_WORK ORDER_. Only one stretch of the data below is wanted: the lines from the one with "use crate::error::RelayError;" through the one with "use std::sync::Arc;", repeated exactly.

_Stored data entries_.
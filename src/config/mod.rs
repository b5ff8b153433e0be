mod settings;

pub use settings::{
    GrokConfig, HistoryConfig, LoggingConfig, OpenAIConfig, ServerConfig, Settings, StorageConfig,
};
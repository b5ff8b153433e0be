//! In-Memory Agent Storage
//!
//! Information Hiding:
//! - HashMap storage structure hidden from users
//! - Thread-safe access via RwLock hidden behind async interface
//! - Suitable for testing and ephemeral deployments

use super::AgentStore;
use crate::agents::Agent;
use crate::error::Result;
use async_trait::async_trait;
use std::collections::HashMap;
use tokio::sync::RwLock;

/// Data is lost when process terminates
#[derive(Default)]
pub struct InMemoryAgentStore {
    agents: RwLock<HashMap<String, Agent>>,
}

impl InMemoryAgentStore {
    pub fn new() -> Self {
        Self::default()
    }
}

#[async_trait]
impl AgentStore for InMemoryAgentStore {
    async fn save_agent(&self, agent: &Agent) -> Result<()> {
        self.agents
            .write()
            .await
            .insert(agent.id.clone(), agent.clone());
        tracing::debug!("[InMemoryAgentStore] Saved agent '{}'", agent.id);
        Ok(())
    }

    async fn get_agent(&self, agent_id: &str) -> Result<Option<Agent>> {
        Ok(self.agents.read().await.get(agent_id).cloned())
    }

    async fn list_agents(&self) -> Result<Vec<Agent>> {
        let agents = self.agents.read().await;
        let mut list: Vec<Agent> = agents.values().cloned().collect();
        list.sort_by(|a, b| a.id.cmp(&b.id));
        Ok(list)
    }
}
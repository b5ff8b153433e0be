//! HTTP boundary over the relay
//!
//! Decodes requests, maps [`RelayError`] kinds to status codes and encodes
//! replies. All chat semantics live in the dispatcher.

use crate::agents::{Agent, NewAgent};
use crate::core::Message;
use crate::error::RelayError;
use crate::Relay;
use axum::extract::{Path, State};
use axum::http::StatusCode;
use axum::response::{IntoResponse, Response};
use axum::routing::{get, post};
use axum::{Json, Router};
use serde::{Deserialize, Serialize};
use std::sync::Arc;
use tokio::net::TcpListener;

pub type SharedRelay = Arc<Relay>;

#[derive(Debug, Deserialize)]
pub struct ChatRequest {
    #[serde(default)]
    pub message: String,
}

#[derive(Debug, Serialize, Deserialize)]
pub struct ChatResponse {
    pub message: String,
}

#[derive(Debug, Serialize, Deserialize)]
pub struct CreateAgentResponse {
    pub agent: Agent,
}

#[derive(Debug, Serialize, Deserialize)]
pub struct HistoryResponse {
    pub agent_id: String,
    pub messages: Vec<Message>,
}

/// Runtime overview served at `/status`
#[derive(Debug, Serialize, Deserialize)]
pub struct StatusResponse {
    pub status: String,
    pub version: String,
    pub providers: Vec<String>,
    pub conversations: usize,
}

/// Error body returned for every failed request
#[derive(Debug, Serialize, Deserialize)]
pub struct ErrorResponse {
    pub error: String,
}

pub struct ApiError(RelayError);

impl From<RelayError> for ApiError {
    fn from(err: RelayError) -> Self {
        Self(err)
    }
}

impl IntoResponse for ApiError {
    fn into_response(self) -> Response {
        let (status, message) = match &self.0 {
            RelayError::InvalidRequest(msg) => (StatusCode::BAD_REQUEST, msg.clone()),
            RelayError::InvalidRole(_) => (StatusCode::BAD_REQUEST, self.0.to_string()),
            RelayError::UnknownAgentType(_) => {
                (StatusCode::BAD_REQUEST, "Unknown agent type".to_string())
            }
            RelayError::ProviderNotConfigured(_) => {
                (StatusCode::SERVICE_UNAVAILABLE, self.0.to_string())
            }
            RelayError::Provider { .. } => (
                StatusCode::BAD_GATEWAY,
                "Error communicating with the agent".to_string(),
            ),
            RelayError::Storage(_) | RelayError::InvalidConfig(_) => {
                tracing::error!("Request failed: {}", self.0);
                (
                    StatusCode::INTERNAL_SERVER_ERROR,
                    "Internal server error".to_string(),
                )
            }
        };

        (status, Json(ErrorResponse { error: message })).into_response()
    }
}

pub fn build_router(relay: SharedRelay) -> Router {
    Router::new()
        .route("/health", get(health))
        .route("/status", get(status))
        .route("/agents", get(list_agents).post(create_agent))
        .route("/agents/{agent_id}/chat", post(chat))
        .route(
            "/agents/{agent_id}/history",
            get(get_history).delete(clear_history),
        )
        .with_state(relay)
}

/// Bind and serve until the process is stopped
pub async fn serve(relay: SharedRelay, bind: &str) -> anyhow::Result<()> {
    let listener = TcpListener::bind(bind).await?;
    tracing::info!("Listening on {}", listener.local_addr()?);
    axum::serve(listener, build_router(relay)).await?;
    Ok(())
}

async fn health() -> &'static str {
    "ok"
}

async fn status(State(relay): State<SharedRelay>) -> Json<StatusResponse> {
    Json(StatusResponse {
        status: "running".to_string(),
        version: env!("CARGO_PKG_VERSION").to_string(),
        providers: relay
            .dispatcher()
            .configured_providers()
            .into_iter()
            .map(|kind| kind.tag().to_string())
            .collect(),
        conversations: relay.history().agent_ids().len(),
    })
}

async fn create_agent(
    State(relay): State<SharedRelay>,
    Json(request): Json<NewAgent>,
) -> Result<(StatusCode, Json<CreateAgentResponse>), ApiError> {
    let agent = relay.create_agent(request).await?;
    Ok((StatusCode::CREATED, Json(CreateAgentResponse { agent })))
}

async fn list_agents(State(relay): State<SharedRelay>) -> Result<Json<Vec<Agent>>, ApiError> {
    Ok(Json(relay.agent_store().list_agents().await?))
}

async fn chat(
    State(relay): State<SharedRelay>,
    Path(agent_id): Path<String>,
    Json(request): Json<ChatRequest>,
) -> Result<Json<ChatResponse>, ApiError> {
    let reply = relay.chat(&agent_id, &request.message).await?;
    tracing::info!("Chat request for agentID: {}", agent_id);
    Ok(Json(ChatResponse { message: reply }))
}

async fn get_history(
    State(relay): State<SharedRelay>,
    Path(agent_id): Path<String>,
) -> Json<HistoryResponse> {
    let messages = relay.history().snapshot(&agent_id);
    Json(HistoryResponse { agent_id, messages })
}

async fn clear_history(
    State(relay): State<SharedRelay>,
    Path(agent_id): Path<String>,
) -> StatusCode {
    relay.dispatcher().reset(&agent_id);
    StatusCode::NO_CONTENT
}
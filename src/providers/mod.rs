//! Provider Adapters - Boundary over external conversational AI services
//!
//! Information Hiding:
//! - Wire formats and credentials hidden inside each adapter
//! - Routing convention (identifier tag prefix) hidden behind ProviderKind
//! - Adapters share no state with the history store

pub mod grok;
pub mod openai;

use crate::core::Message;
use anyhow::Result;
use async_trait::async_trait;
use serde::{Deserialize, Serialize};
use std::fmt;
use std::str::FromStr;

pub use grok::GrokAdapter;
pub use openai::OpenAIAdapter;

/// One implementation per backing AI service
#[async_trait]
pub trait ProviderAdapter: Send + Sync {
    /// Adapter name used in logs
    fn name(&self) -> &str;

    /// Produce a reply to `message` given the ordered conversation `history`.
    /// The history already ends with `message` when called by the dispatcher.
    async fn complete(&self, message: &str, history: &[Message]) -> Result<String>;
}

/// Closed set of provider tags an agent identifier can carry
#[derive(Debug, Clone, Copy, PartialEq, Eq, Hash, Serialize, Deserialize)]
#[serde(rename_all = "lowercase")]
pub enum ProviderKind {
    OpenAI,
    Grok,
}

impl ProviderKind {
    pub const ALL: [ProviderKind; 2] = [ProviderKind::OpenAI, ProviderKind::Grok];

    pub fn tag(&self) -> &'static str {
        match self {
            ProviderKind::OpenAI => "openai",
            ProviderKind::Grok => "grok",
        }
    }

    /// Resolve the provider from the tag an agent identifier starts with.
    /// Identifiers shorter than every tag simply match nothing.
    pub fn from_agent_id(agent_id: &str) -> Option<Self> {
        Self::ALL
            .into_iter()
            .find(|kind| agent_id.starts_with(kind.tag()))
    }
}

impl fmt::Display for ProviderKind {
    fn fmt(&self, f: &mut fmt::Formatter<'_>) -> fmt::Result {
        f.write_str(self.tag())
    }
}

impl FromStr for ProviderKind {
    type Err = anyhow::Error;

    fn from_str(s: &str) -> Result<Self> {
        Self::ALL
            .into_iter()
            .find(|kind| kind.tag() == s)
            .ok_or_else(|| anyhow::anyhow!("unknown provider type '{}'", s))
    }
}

_RESULT OF THIS EXERCISE_.
use crate::error::RelayError;
use crate::Relay;
use axum::extract::{Path, State};
use axum::http::StatusCode;
use axum::response::{IntoResponse, Response};
use axum::routing::{get, post};
use axum::{Json, Router};
use serde::{Deserialize, Serialize};
use std::sync::Arc;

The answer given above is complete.